Whack! Jab! Thump! Another Weekend of "Slap Shot" Hockey
Even more impressive than the string of assaults is the lengths to which players and coaches will go to defend the indefensible and dodge culpability.
In Calgary, the Flames have been hit with a $50,000 fine, along with suspensions for coach Darryl Sutter (two games) and forward/goon Krzysztof Oliwa (three games). On Saturday night, with 2.5 seconds remaining in a 3-1 loss to the Nashville Predators, Sutter sent Oliwa out for his first shift of the period. To nobody's surprise, the game erupted. Everyone - goalies included - picked a fight.
Sutter is suspended for "player selection and team conduct," while Oliwa gets three games for tossing around a linesman.
Naturally, today's Calgary Herald finds the Flames claiming the moral high ground. They are the bewildered innocents, victimized by Nashville evildoers and misunderstood by the authorities.
"There was nobody sent out . . . it was just to make sure that nothing did happen," says Sutter.
"We certainly disagree with the view of what took place," adds team president Ken King, characterizing his coach as a hockey pacifist. "Darryl Sutter's reputation and his history are such that it's completely inconsistent that the suggested activity took place."
Center Craig Conroy claims Oliwa was suck-punched. "He's got a quick fuse and it went off," says Conroy, adding that "the fans were getting Oliwa a little excited by chanting his name."
Also on Saturday night, Wade Belak of the Toronto Maple Leafs left fans gasping with a Paul Bunyon-esque swing to the head of Ossi Vaananen, a Colorado defenseman. Vaananen took the blow squarely in the visor, which saved him from a broken nose or worse. Belak received a match penalty for attempt to injure, and awaits further discipline.
While no one on the Leafs is so foolish as to defend Belak's action, coach Pat Quinn prefers to obfuscate the issue by whining about the officiating and the numerous penalty calls against his team.
"We deserved some of them, but if you want to sit down and review them all, I'll go through them all," he says, sticking up for his boys in today's Toronto Globe and Mail. "We'll take them if they're supposed to be penalties, but the standard has got to be the same.
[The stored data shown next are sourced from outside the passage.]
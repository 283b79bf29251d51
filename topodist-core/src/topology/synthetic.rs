//! Synthetic trees described by a list of `type:count` levels.
//!
//! `"numanode:2 core:4 pu:2"` describes a Machine with two NUMA nodes, each
//! holding four cores of two processing units. Raw indexes are assigned per
//! type in depth-first order, so they match logical indexes. A trailing
//! `pu:1` level is implied when the description does not end with PUs.

use super::{ObjId, ObjType, Topology};
use crate::{CpuSet, error::TopologyError};

impl Topology {
    /// Builds a symmetric tree from a synthetic description.
    ///
    /// # Errors
    /// Returns [`TopologyError::InvalidSynthetic`] for malformed levels,
    /// zero counts, or PU levels that are not last, and
    /// [`TopologyError::UnknownType`] for unknown type names.
    ///
    /// # Examples
    /// ```
    /// use topodist_core::{ObjType, Topology};
    ///
    /// let topology = Topology::synthetic("package:2 core:2")?;
    /// assert_eq!(topology.objects_of_type(ObjType::Pu).len(), 4);
    /// # Ok::<(), topodist_core::TopologyError>(())
    /// ```
    pub fn synthetic(description: &str) -> Result<Self, TopologyError> {
        let mut levels = parse_levels(description)?;
        if levels.last().is_none_or(|(ty, _)| *ty != ObjType::Pu) {
            levels.push((ObjType::Pu, 1));
        }

        let mut topology = Self::new(ObjType::Machine, CpuSet::new());
        let mut counters = [0_u32; ObjType::COUNT];
        let root = topology.root();
        topology.populate(root, &levels, &mut counters);
        Ok(topology)
    }

    fn populate(&mut self, parent: ObjId, levels: &[(ObjType, u32)], counters: &mut [u32]) {
        let Some((&(obj_type, count), rest)) = levels.split_first() else {
            return;
        };
        for _ in 0..count {
            let os_index = counters[obj_type.slot()];
            counters[obj_type.slot()] += 1;
            let cpuset = if obj_type == ObjType::Pu {
                std::iter::once(os_index).collect()
            } else {
                CpuSet::new()
            };
            let child = self.add_child(parent, obj_type, Some(os_index), cpuset);
            self.populate(child, rest, counters);
        }
    }
}

fn parse_levels(description: &str) -> Result<Vec<(ObjType, u32)>, TopologyError> {
    let tokens: Vec<&str> = description.split_whitespace().collect();
    if tokens.is_empty() {
        return Err(TopologyError::InvalidSynthetic {
            token: description.to_owned(),
            reason: "description is empty",
        });
    }
    let mut levels = Vec::with_capacity(tokens.len());
    for (position, token) in tokens.iter().enumerate() {
        let invalid = |reason| TopologyError::InvalidSynthetic {
            token: (*token).to_owned(),
            reason,
        };
        let (name, count) = token
            .split_once(':')
            .ok_or_else(|| invalid("expected `type:count`"))?;
        let obj_type: ObjType = name.parse()?;
        let count: u32 = count
            .parse()
            .map_err(|_| invalid("count is not an unsigned integer"))?;
        if count == 0 {
            return Err(invalid("count must be at least 1"));
        }
        if matches!(obj_type, ObjType::Machine | ObjType::System) {
            return Err(invalid("the root level is implicit"));
        }
        if obj_type == ObjType::Pu && position + 1 != tokens.len() {
            return Err(invalid("PU must be the last level"));
        }
        levels.push((obj_type, count));
    }
    Ok(levels)
}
As soon as it was 3-0 [against the Avalanche], they started to send their goofballs out [to fight]."
Finally, in New York, a stick to the stones punctuates what might be the final days of Mark Messier's career. In the second period of Sunday's game against Pittsburgh, Messier used his blade to probe the nether regions of Penguins' defenseman Martin Strbak. Strbak had previously hit Messier with a crosscheck to the back.
"That's an old, wily veteran taking a young guy to task," is how Rangers' interim coach Tom Renney interpets the matter. "That's the way it is. It's unfortunate because we had to shorten down to three centers."
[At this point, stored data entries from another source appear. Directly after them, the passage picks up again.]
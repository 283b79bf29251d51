//! Support library for the topodist CLI binary.
//!
//! Exposes the command pipeline and logging setup so doctests and
//! integration tests can drive them without spawning a subprocess.

pub mod cli;
pub mod logging;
The wily veteran was thrown out of the game for spearing, while the young guy double-checked the integrity of his jockstrap and its contents.
There are six games left in the Rangers season. Messier, widely expected to retire this summer, will surely sit out at least a couple of them.
Update: The NHL has handed a two-game suspension to Mark Messier and an eight-game suspension to Wade Belak.